**Exercise input**:
-- Opening Marker --
use crate::util::typedefs::FastHashSet;

pub const ARB_MULTISAMPLE: &str = "GL_ARB_multisample";
pub const NV_MULTISAMPLE_FILTER_HINT: &str = "GL_NV_multisample_filter_hint";

/// Which extensions the context supports.
#[derive(Debug, Default, Clone)]
pub struct ExtensionManager {
    names: Vec<String>,
    lookup: FastHashSet<String>,
}

impl ExtensionManager {
    pub fn new() -> Self {
        Self::default()
    }

    /// Replaces the known extensions with the space separated `list`.
    pub fn initialize(&mut self, list: &str) {
        self.names.clear();
        self.lookup.clear();
        for name in list.split_whitespace() {
            if self.lookup.insert(name.to_owned()) {
                self.names.push(name.to_owned());
            }
        }
        log::debug!("{} OpenGL extensions available", self.names.len());
    }

    pub fn has(&self, name: &str) -> bool {
        self.lookup.contains(name)
    }

    pub fn len(&self) -> usize {
        self.names.len()
    }

    pub fn is_empty(&self) -> bool {
        self.names.is_empty()
    }

    /// Extension names in the order the context reported them.
    pub fn iter(&self) -> impl Iterator<Item = &str> {
        self.names.iter().map(String::as_str)
    }

    pub fn reset(&mut self) {
        self.names.clear();
        self.lookup.clear();
    }
}

#[cfg(test)]
mod tests {
    use super::*;

    #[test]
    fn parse_list() {
        let mut ext = ExtensionManager::new();
        ext.initialize("GL_ARB_multisample  GL_EXT_foo\nGL_ARB_multisample");
        assert_eq!(ext.len(), 2);
        assert!(ext.has(ARB_MULTISAMPLE));
        assert!(!ext.has(NV_MULTISAMPLE_FILTER_HINT));
        assert_eq!(ext.iter().collect::<Vec<_>>(), ["GL_ARB_multisample", "GL_EXT_foo"]);
        ext.reset();
        assert!(ext.is_empty());
    }
}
-- Closing Marker --
**About this task**:
Using the data above, establish how many lines include the word "extensions"; the reply is that number only.

**Written response**:
3